I prayed the entire 500 mile drive home after getting to see my mom.  I cried til I couldn't drive, so I had to pull over and empty my despair onto the side of the highway.  My mom, my dad, my son, Jesus help us!  If ever I thought I had control of anything, the truth of how powerless I am is in my face.

Then I heard that rumble again, and I waited for the pieces of my life to crash all around me.  When I could still hear it,  I finally asked God, "what do I hear?"  I could feel His presence and I knew He heard my question.  I believe he replied first with this scripture,

"Therefore, since we are surrounded by such a huge crowd of witnesses to the life of faith, let us strip off every weight that slows us down, especially the sin that so easily trips us up. And let us run with endurance the race God has set before us." Heb. 12:1


I saw in my minds eye... a stadium.  A packed stadium full of people.  I saw two brother-in- laws, a friend's daughter, a dear friend from my teenage years.  I saw a lot of people who have gone on before me.  They were cheering, calling out my name. "Teresa!  Teresa!  Teresa!"  I opened my eyes, looking around expecting to SEE them right beside me.  Calling out, "You can do this!"  "You've got this!"  "Let go, you can trust God!"  

Then, this scripture of encouragement came rolling through my mind.  
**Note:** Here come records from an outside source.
//! Resource-owner representation

use std::collections::HashMap;

use serde::{Deserialize, Serialize};

/// The pre-authenticated end user an authorization code was minted for.
#[derive(Debug, Clone, Default, Serialize, Deserialize)]
pub struct User {
    /// Stable user identifier (the `sub` claim source).
    pub id: String,
    /// Login name.
    pub username: String,
    /// Owning security domain.
    pub domain: String,
    /// Profile attributes carried into token claims and templating.
    pub additional_information: HashMap<String, serde_json::Value>,
}

impl User {
    /// Minimal user for embedding and tests.
    #[must_use]
    pub fn new(id: impl Into<String>, username: impl Into<String>, domain: impl Into<String>) -> Self {
        Self {
            id: id.into(),
            username: username.into(),
            domain: domain.into(),
            additional_information: HashMap::new(),
        }
    }
}
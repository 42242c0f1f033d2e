//! Token granters
//!
//! The state machine turning a validated `/token` request into an issued
//! token set. [`GranterSupport`] carries the steps every grant shares
//! (grant-type authorization, scope normalization, resource-owner resolution,
//! token issuance); concrete granters add their protocol on top:
//!
//! - [`AuthorizationCodeTokenGranter`] - RFC 6749 §4.1 code redemption with
//!   redirect-URI and PKCE re-checks
//! - [`ExtensionTokenGranter`] - tenant-deployed extension grants (§4.5)
//!
//! [`CompositeTokenGranter`] is the dispatch entry point the HTTP layer calls.

mod authorization_code;
mod extension;

pub use authorization_code::AuthorizationCodeTokenGranter;
pub use extension::ExtensionTokenGranter;

use std::sync::Arc;

use async_trait::async_trait;
use tracing::debug;

use aegis_protocol::{Client, OAuth2Error, OAuth2Result, TokenRequest, TokenResponse, User};

use crate::plugins::ExtensionGrantManager;
use crate::resolver::TokenRequestResolver;
use crate::storage::UserRepository;
use crate::token::TokenService;

/// A grant-type handler.
#[async_trait]
pub trait TokenGranter: Send + Sync {
    /// Whether this granter answers to the wire-level `grant_type`.
    fn can_handle(&self, grant_type: &str) -> bool;

    /// Run the grant protocol and issue tokens.
    ///
    /// # Errors
    ///
    /// A typed [`OAuth2Error`]; every validation failure is terminal (no
    /// retries - a consumed authorization code would fail again anyway).
    async fn grant(&self, request: TokenRequest, client: &Client) -> OAuth2Result<TokenResponse>;
}

/// Shared grant-flow plumbing.
pub struct GranterSupport {
    resolver: TokenRequestResolver,
    users: Arc<dyn UserRepository>,
    token_service: Arc<dyn TokenService>,
}

impl GranterSupport {
    /// Support over the given collaborators.
    pub fn new(users: Arc<dyn UserRepository>, token_service: Arc<dyn TokenService>) -> Self {
        Self {
            resolver: TokenRequestResolver,
            users,
            token_service,
        }
    }

    /// Validate the request against the client registration and normalize
    /// its scopes.
    pub(crate) fn resolve(
        &self,
        request: TokenRequest,
        client: &Client,
    ) -> OAuth2Result<TokenRequest> {
        self.resolver.resolve(request, client)
    }

    /// Load the pre-authenticated resource owner by subject.
    ///
    /// Any resolution failure is surfaced as an opaque `invalid_grant`; the
    /// underlying cause never reaches the client.
    pub(crate) async fn resolve_resource_owner(&self, subject: &str) -> OAuth2Result<User> {
        match self.users.find_by_id(subject).await {
            Ok(Some(user)) => Ok(user),
            Ok(None) => Err(OAuth2Error::invalid_grant(
                "Unable to resolve the resource owner",
            )),
            Err(e) => {
                debug!(subject = %subject, error = %e, "Resource owner resolution failed");
                Err(OAuth2Error::invalid_grant(
                    "Unable to resolve the resource owner",
                ))
            }
        }
    }

    /// Terminal step: hand the fully validated request to the token service.
    pub(crate) async fn issue(
        &self,
        request: &TokenRequest,
        client: &Client,
        user: Option<&User>,
    ) -> OAuth2Result<TokenResponse> {
        self.token_service.create(request, client, user).await
    }
}

/// Dispatches a `/token` call to the granter owning its grant type.
pub struct CompositeTokenGranter {
    code_granter: Arc<AuthorizationCodeTokenGranter>,
    extension_grants: Option<Arc<ExtensionGrantManager>>,
}

impl CompositeTokenGranter {
    /// Composite over the built-in code granter and, when the domain has
    /// extension grants deployed, their lifecycle manager.
    pub fn new(
        code_granter: Arc<AuthorizationCodeTokenGranter>,
        extension_grants: Option<Arc<ExtensionGrantManager>>,
    ) -> Self {
        Self {
            code_granter,
            extension_grants,
        }
    }
}

#[async_trait]
impl TokenGranter for CompositeTokenGranter {
    fn can_handle(&self, grant_type: &str) -> bool {
        self.code_granter.can_handle(grant_type)
            || self
                .extension_grants
                .as_ref()
                .is_some_and(|manager| manager.granter_for(grant_type).is_some())
    }

    async fn grant(&self, request: TokenRequest, client: &Client) -> OAuth2Result<TokenResponse> {
        if request.grant_type.is_empty() {
            return Err(OAuth2Error::invalid_request("Missing parameter: grant_type"));
        }
        if self.code_granter.can_handle(&request.grant_type) {
            return self.code_granter.grant(request, client).await;
        }
        if let Some(manager) = &self.extension_grants {
            if let Some(granter) = manager.granter_for(&request.grant_type) {
                return granter.grant(request, client).await;
            }
        }
        Err(OAuth2Error::unauthorized_client(format!(
            "Unsupported grant type: {}",
            request.grant_type
        )))
    }
}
"But he said to me, "My grace is sufficient for you, for my power is made perfect in weakness." Therefore I will boast all the more gladly about my weaknesses, so that Christ's power may rest on me." IICorin. 12:9  

So this blog, this is me boasting about my weaknesses.  I am weak, but HE is strong.  How grateful I am that I'm not an only child.  My siblings have shown up one after the next to help my parents, to be there, to support, to show their love and concern.  My oldest sister Brinda, lives close by so she has borne the heaviest part of being there.  Being with mom is the easy part, managing my Dad's unpredictable behaviors is a much harder condition to cope with.  On the elevator Dad talked to me about "his daughter Teresa, and what she had shared with him."  It was a true story, I remembered it.  But the daggers of his memory slipping so far out of reach stuck in my gut and I really haven't been able to remove them.     

My brother showed up and we all hoped my dad would calm down, but he seemed to rile up and feel almost threatened like two rams butting heads; sadly there was more conflict.  He went so far as to tell my brother, "I'm not afraid of you."  Eventually when Dad lost it completely and my brother did the most amazing thing.  My Dad is a small man, and so my brother engulfed him in a giant bear hug and refused to let him go til he understood how much he was loved.  It ended in sobbing, and it seemed to clear Dad's mind.  Love  is indeed all powerful.  
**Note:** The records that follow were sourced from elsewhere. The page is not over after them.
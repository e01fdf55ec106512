//! Connection pool lifecycle
//!
//! The pool is an explicit value: created once in `main`, handed to the
//! loader, and closed on every exit path.

use sqlx::postgres::{PgPool, PgPoolOptions};
use std::time::Duration;

use crate::config::DatabaseConfig;
use crate::error::Result;

pub async fn create_pool(config: &DatabaseConfig) -> Result<PgPool> {
    let pool = PgPoolOptions::new()
        .max_connections(config.max_connections)
        .min_connections(0)
        .acquire_timeout(Duration::from_secs(config.connect_timeout_secs))
        .connect_with(config.connect_options())
        .await?;

    tracing::info!(
        host = %config.host,
        port = config.port,
        database = %config.name,
        max_connections = config.max_connections,
        "Database connection pool created"
    );

    Ok(pool)
}

/// Apply the embedded migrations (target table and SQL decode function)
pub async fn run_migrations(pool: &PgPool) -> Result<()> {
    sqlx::migrate!("../../migrations").run(pool).await?;
    tracing::info!("Database migrations completed");
    Ok(())
}

pub async fn health_check(pool: &PgPool) -> Result<()> {
    sqlx::query("SELECT 1").execute(pool).await?;
    Ok(())
}
//! Upsert of account contacts
//!
//! Two write strategies share one upsert contract (insert, or rewrite every
//! non-key column and `last_updated` when the account already exists):
//!
//! - **Per-row**: one transaction, one statement per record, each guarded by a
//!   savepoint. A failing record is rolled back to its savepoint, logged and
//!   counted; the transaction still commits everything else.
//! - **Batch**: one multi-row statement in one transaction. Any failure rolls
//!   back the whole load.
//!
//! [`LoadMode::Auto`] picks batch above [`BATCH_THRESHOLD`] records.

use sqlx::{PgPool, Postgres, QueryBuilder, Transaction};
use std::collections::HashMap;
use tracing::{debug, error, info, instrument, warn};

use crate::config::{BATCH_CHUNK_ROWS, BATCH_THRESHOLD, MAX_ERROR_SAMPLES};
use crate::error::{MigrateError, Result};
use crate::models::{SourceRecord, TargetRecord};

const UPSERT_CONFLICT_SQL: &str = r#"
    ON CONFLICT (account_id) DO UPDATE SET
        emails = EXCLUDED.emails,
        phone_numbers = EXCLUDED.phone_numbers,
        extensions = EXCLUDED.extensions,
        created_by = EXCLUDED.created_by,
        last_updated = NOW()
"#;

/// Requested write strategy
#[derive(Debug, Clone, Copy, PartialEq, Eq, Default, clap::ValueEnum)]
pub enum LoadMode {
    /// Batch above the threshold, per-row otherwise
    #[default]
    Auto,
    PerRow,
    Batch,
}

/// Strategy actually used for a load
#[derive(Debug, Clone, Copy, PartialEq, Eq)]
pub enum WriteStrategy {
    PerRow,
    Batch,
}

impl std::fmt::Display for WriteStrategy {
    fn fmt(&self, f: &mut std::fmt::Formatter<'_>) -> std::fmt::Result {
        match self {
            WriteStrategy::PerRow => write!(f, "per-row"),
            WriteStrategy::Batch => write!(f, "batch"),
        }
    }
}

/// A record skipped by per-row loading
#[derive(Debug, Clone)]
pub struct RecordFailure {
    /// 1-based data row in the input
    pub row: usize,
    pub account_id: Option<i64>,
    pub error: String,
}

/// Outcome of a load
#[derive(Debug, Clone)]
pub struct LoadReport {
    pub strategy: WriteStrategy,
    pub total: usize,
    pub succeeded: usize,
    pub failed: usize,
    /// First few failures, for the run summary
    pub failures: Vec<RecordFailure>,
}

impl LoadReport {
    fn new(strategy: WriteStrategy, total: usize) -> Self {
        Self {
            strategy,
            total,
            succeeded: 0,
            failed: 0,
            failures: Vec::new(),
        }
    }

    fn record_failure(&mut self, failure: RecordFailure) {
        self.failed += 1;
        if self.failures.len() < MAX_ERROR_SAMPLES {
            self.failures.push(failure);
        }
    }
}

/// Writes account contacts through an explicitly owned pool
pub struct Loader {
    db: PgPool,
    batch_threshold: usize,
}

impl Loader {
    pub fn new(db: PgPool) -> Self {
        Self {
            db,
            batch_threshold: BATCH_THRESHOLD,
        }
    }

    /// Override the auto-mode threshold
    pub fn with_batch_threshold(mut self, threshold: usize) -> Self {
        self.batch_threshold = threshold;
        self
    }

    pub fn strategy_for(&self, mode: LoadMode, records: usize) -> WriteStrategy {
        select_strategy(mode, records, self.batch_threshold)
    }

    /// Map and upsert `records`
    #[instrument(skip_all, fields(records = records.len(), mode = ?mode))]
    pub async fn load(&self, records: &[SourceRecord], mode: LoadMode) -> Result<LoadReport> {
        let strategy = self.strategy_for(mode, records.len());
        info!(%strategy, records = records.len(), "Loading account contacts");

        let report = match strategy {
            WriteStrategy::PerRow => self.load_per_row(records).await?,
            WriteStrategy::Batch => self.load_batch(records).await?,
        };

        if report.failed > 0 {
            error!(
                succeeded = report.succeeded,
                failed = report.failed,
                total = report.total,
                "Load completed with errors"
            );
            for failure in &report.failures {
                error!(
                    row = failure.row,
                    account_id = ?failure.account_id,
                    error = %failure.error,
                    "Sample error"
                );
            }
            if report.failed > report.failures.len() {
                error!(
                    additional_errors = report.failed - report.failures.len(),
                    "Additional errors not shown"
                );
            }
        }

        info!(
            %strategy,
            succeeded = report.succeeded,
            failed = report.failed,
            "Load finished"
        );

        Ok(report)
    }

    async fn load_per_row(&self, records: &[SourceRecord]) -> Result<LoadReport> {
        let mut report = LoadReport::new(WriteStrategy::PerRow, records.len());
        let mut tx = self.db.begin().await?;

        for (index, source) in records.iter().enumerate() {
            let row = index + 1;

            let target = match TargetRecord::try_from_source(row, source) {
                Ok(target) => target,
                Err(e) => {
                    warn!(row, error = %e, "Skipping unmappable record");
                    report.record_failure(RecordFailure {
                        row,
                        account_id: None,
                        error: e.to_string(),
                    });
                    continue;
                },
            };

            sqlx::query("SAVEPOINT record_savepoint")
                .execute(&mut *tx)
                .await?;

            match upsert_record(&mut tx, &target).await {
                Ok(()) => {
                    sqlx::query("RELEASE SAVEPOINT record_savepoint")
                        .execute(&mut *tx)
                        .await?;
                    report.succeeded += 1;
                    debug!(row, account_id = target.account_id, "Upserted record");
                },
                Err(e) => {
                    sqlx::query("ROLLBACK TO SAVEPOINT record_savepoint")
                        .execute(&mut *tx)
                        .await?;
                    error!(
                        row,
                        account_id = target.account_id,
                        error = %e,
                        "Failed to upsert record (isolated with savepoint)"
                    );
                    report.record_failure(RecordFailure {
                        row,
                        account_id: Some(target.account_id),
                        error: e.to_string(),
                    });
                },
            }
        }

        tx.commit().await?;
        Ok(report)
    }

    async fn load_batch(&self, records: &[SourceRecord]) -> Result<LoadReport> {
        let mut report = LoadReport::new(WriteStrategy::Batch, records.len());

        let targets = records
            .iter()
            .enumerate()
            .map(|(index, source)| TargetRecord::try_from_source(index + 1, source))
            .collect::<Result<Vec<_>>>()
            .map_err(|e| MigrateError::batch_aborted(records.len(), e))?;

        let targets = collapse_duplicate_accounts(targets);

        if let Err(e) = self.write_batch(&targets).await {
            error!(records = records.len(), error = %e, "Batch load aborted, transaction rolled back");
            return Err(MigrateError::batch_aborted(records.len(), e));
        }

        report.succeeded = records.len();
        Ok(report)
    }

    async fn write_batch(&self, targets: &[TargetRecord]) -> Result<()> {
        let mut tx = self.db.begin().await?;
        let total_chunks = targets.len().div_ceil(BATCH_CHUNK_ROWS);

        for (chunk_idx, chunk) in targets.chunks(BATCH_CHUNK_ROWS).enumerate() {
            debug!(
                chunk = chunk_idx + 1,
                total_chunks,
                rows = chunk.len(),
                "Writing batch chunk"
            );
            batch_upsert(&mut tx, chunk).await?;
        }

        // Dropping `tx` on an earlier error rolls the whole batch back.
        tx.commit().await?;
        Ok(())
    }
}

/// Resolve `mode` against a record count; `Auto` batches strictly above `threshold`
pub fn select_strategy(mode: LoadMode, records: usize, threshold: usize) -> WriteStrategy {
    match mode {
        LoadMode::PerRow => WriteStrategy::PerRow,
        LoadMode::Batch => WriteStrategy::Batch,
        LoadMode::Auto if records > threshold => WriteStrategy::Batch,
        LoadMode::Auto => WriteStrategy::PerRow,
    }
}

/// Upsert one record inside `tx`
pub async fn upsert_record(
    tx: &mut Transaction<'_, Postgres>,
    record: &TargetRecord,
) -> Result<()> {
    batch_upsert(tx, std::slice::from_ref(record)).await
}

/// Upsert many records with one multi-row statement
///
/// Both write strategies end up here.
async fn batch_upsert(tx: &mut Transaction<'_, Postgres>, records: &[TargetRecord]) -> Result<()> {
    if records.is_empty() {
        return Ok(());
    }

    let mut query_builder: QueryBuilder<Postgres> = QueryBuilder::new(
        "INSERT INTO account_contacts (account_id, emails, phone_numbers, extensions, created_by) ",
    );

    query_builder.push_values(records, |mut b, record| {
        b.push_bind(record.account_id)
            .push_bind(&record.emails)
            .push_bind(&record.phone_numbers)
            .push_bind(record.extension_id)
            .push_bind(&record.created_by);
    });

    query_builder.push(UPSERT_CONFLICT_SQL);
    query_builder.build().execute(&mut **tx).await?;

    Ok(())
}

/// Keep the last record per account, at the position of its first occurrence.
///
/// PostgreSQL refuses to update the same row twice in one `ON CONFLICT`
/// statement, and a later row must win just as it does in per-row mode.
fn collapse_duplicate_accounts(records: Vec<TargetRecord>) -> Vec<TargetRecord> {
    let mut positions: HashMap<i64, usize> = HashMap::with_capacity(records.len());
    let mut collapsed: Vec<TargetRecord> = Vec::with_capacity(records.len());

    for record in records {
        match positions.get(&record.account_id) {
            Some(&pos) => collapsed[pos] = record,
            None => {
                positions.insert(record.account_id, collapsed.len());
                collapsed.push(record);
            },
        }
    }

    collapsed
}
There is much good that comes from so much suffering.  I admit that have complained to God countless times that I wish suffering wasn't such an effective tool.  He listens and I'm certain he pats me on the head and nods as He says, I felt the same way, all the way to the cross.  
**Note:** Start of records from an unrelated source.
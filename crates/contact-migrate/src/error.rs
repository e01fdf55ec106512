//! Error types for the contact migration
//!
//! Each variant maps to one failure class of a run. Only the per-record
//! variants are ever swallowed (and counted) by the per-row loader; every
//! other variant ends the run with a non-zero exit.

use std::path::PathBuf;
use thiserror::Error;

/// Result type alias for migration operations
pub type Result<T> = std::result::Result<T, MigrateError>;

#[derive(Error, Debug)]
pub enum MigrateError {
    /// Input CSV does not exist; raised before any storage interaction
    #[error("Input file not found: '{}'. Check the --input path.", .0.display())]
    InputNotFound(PathBuf),

    /// Input CSV exists but could not be read as CSV
    #[error("Failed to read CSV input: {0}")]
    Csv(#[from] csv::Error),

    /// Account identifier column is not an integer
    #[error("Invalid account identifier '{value}' on row {row}")]
    InvalidAccountId { row: usize, value: String },

    /// A batch-mode or SQL-variant write failed and the transaction was rolled back
    #[error("Batch of {records} records aborted, nothing was written: {source}")]
    BatchAborted {
        records: usize,
        #[source]
        source: Box<MigrateError>,
    },

    /// SQL query or connection error
    #[error("Database error: {0}")]
    Database(#[from] sqlx::Error),

    #[error("Migration error: {0}")]
    Migration(#[from] sqlx::migrate::MigrateError),

    #[error("Configuration error: {0}. Check the MIGRATE_DB_* environment variables.")]
    Config(String),

    #[error("IO error: {0}")]
    Io(#[from] std::io::Error),

    #[error(transparent)]
    Common(#[from] contact_migrate_common::CommonError),
}

impl MigrateError {
    /// Create a configuration error
    pub fn config(message: impl Into<String>) -> Self {
        Self::Config(message.into())
    }

    /// Wrap a failure that aborted an all-or-nothing write
    pub fn batch_aborted(records: usize, source: MigrateError) -> Self {
        Self::BatchAborted {
            records,
            source: Box::new(source),
        }
    }
}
Whatever I'm going through,  whatever you are going through... no matter how much, no matter how hard...no matter how long it lasts.  There is the huge crowd of witnesses, cheering us on from the celestials.  Watching, encouraging, and knowing exactly how we feel.  They are in the stands, waving banners, yelling scripture, pointing the way home, yelling our name!  

But Jesus, our Jesus is on the field, because after all, when we are in battle, He is right beside us. Helping us to lift our sword, reminding us that we are never alone. Assuring us that it doesn't matter what we are capable of enduring, He is more than enough. The God of Angel Armies, the King of the World!  This battle that I feel has buried me, is nothing more than a small skirmish to Him.  He's got this, I can rest in my faith.  He is the commander of Angels that can take down hordes of the dark ones with a nod of His head.

Even going so far as to send someone to embrace me in a giant bear hug til I know, I am  loved.